[Problem to work on] Having read the listing below, repeat it exactly.

[Material for this task]
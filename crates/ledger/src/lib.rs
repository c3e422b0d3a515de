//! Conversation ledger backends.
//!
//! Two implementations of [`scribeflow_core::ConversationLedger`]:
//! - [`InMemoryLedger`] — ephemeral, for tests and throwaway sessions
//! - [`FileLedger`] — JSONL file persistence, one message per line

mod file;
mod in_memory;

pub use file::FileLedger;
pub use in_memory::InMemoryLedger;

[Reply]
filename crates/ledger/src/lib.rs
repository c3e422b0d3a515de
//! Conversation ledger backends.
//!
//! Two implementations of [`scribeflow_core::ConversationLedger`]:
//! - [`InMemoryLedger`] — ephemeral, for tests and throwaway sessions
//! - [`FileLedger`] — JSONL file persistence, one message per line

mod file;
mod in_memory;

pub use file::FileLedger;
pub use in_memory::InMemoryLedger;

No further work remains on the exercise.